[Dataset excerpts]

use std::io;
use crate::keymap::KeyCode;
use crate::layer::Action;

/// Sink for the key events sent to the host.
pub trait Emitter {
    /// Presses and releases `key`.
    fn click(&mut self, key: KeyCode) -> io::Result<()>;
    /// Presses `modifier`, presses and releases `key`, then releases `modifier`.
    fn combo(&mut self, modifier: KeyCode, key: KeyCode) -> io::Result<()>;
    /// Sends a key that has no [KeyCode], by raw event type and scan code.
    fn raw_event(&mut self, type_code: u16, scan_code: u16) -> io::Result<()>;

    /// Sends whatever `action` calls for.
    fn perform(&mut self, action: Action) -> io::Result<()> {
        match action {
            Action::Click(key) => self.click(key),
            Action::Combo { modifier, key } => self.combo(modifier, key),
            Action::Raw { type_code, scan_code } => self.raw_event(type_code, scan_code),
            Action::Nothing => Ok(()),
        }
    }
}
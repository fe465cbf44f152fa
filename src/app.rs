mod about;
mod contact;
mod education;
mod footer;
mod hero;
mod languages;
mod nav;
mod projects;
mod reveal;
mod skills;
mod theme;

use leptos::{html, prelude::*};
use leptos_meta::*;
use leptos_router::{components::*, path};

use about::About;
use contact::Contact;
use education::Education;
use footer::Footer;
use hero::Hero;
use languages::Languages;
use nav::Nav;
use projects::Projects;
use reveal::RevealSection;
use skills::Skills;
use theme::ThemeMode;

pub fn shell(options: LeptosOptions) -> impl IntoView {
    view! {
        <!DOCTYPE html>
        <html lang="en">
            <head>
                <meta charset="utf-8" />
                <meta name="viewport" content="width=device-width, initial-scale=1" />
                <AutoReload options=options.clone() />
                <HydrationScripts options />
                <link rel="shortcut icon" type="image/ico" href="/favicon.ico" />
                <link rel="stylesheet" id="leptos" href="/pkg/portfolio-site.css" />
                <link
                    rel="stylesheet"
                    href="https://cdn.jsdelivr.net/gh/devicons/devicon@latest/devicon.min.css"
                />
                <MetaTags />
            </head>
            <body class="font-sans">
                <App />
            </body>
        </html>
    }
}

/// One `NodeRef` per top-level page section, created by the root page and
/// shared through context so the nav can observe the same elements the
/// reveal wrappers render.
#[derive(Clone, Copy)]
pub(crate) struct SectionRefs {
    pub home: NodeRef<html::Section>,
    pub about: NodeRef<html::Section>,
    pub skills: NodeRef<html::Section>,
    pub projects: NodeRef<html::Section>,
    pub education: NodeRef<html::Section>,
    pub languages: NodeRef<html::Section>,
    pub contact: NodeRef<html::Section>,
}

impl SectionRefs {
    fn new() -> Self {
        SectionRefs {
            home: NodeRef::new(),
            about: NodeRef::new(),
            skills: NodeRef::new(),
            projects: NodeRef::new(),
            education: NodeRef::new(),
            languages: NodeRef::new(),
            contact: NodeRef::new(),
        }
    }

    /// Sections in page order, with the nav label for each.
    pub fn entries(&self) -> [(&'static str, &'static str, NodeRef<html::Section>); 7] {
        [
            ("home", "Home", self.home),
            ("about", "About", self.about),
            ("skills", "Skills", self.skills),
            ("projects", "Projects", self.projects),
            ("education", "Education", self.education),
            ("languages", "Languages", self.languages),
            ("contact", "Contact", self.contact),
        ]
    }
}

#[component]
pub fn App() -> impl IntoView {
    // Provides context that manages stylesheets, titles, meta tags, etc.
    provide_meta_context();
    theme::provide_theme_context();

    view! {
        // sets the document title
        <Title formatter=|title| format!("Narayana Thota - {title}") />

        <Router>
            <Routes fallback=|| "Page not found.".into_view()>
                <Route path=path!("/") view=PortfolioPage />
            </Routes>
        </Router>
    }
}

#[component]
fn PortfolioPage() -> impl IntoView {
    let refs = SectionRefs::new();
    provide_context(refs);
    let theme = theme::use_theme();

    view! {
        <Title text="Portfolio" />
        <div class=move || match theme.mode() {
            ThemeMode::Dark => {
                "dark min-h-screen bg-background text-foreground relative overflow-hidden"
            }
            ThemeMode::Light => {
                "min-h-screen bg-background text-foreground relative overflow-hidden"
            }
        }>
            <Nav />
            <main class="relative">
                // the hero sits above the fold; it never waits for a reveal
                <section id="home" node_ref=refs.home>
                    <Hero />
                </section>
                <div class="space-y-16 sm:space-y-20 lg:space-y-32 px-3 sm:px-4 lg:px-8">
                    <RevealSection id="about" node_ref=refs.about>
                        <About />
                    </RevealSection>
                    <RevealSection id="skills" node_ref=refs.skills>
                        <Skills />
                    </RevealSection>
                    <RevealSection id="projects" node_ref=refs.projects>
                        <Projects />
                    </RevealSection>
                    <RevealSection id="education" node_ref=refs.education>
                        <Education />
                    </RevealSection>
                    <RevealSection id="languages" node_ref=refs.languages>
                        <Languages />
                    </RevealSection>
                    <RevealSection id="contact" node_ref=refs.contact>
                        <Contact />
                    </RevealSection>
                </div>
            </main>
            <Footer />
        </div>
    }
}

**Work task**. Only one number is expected: the count of lines above that contain the string "relative".

**Answer to this exercise**. 3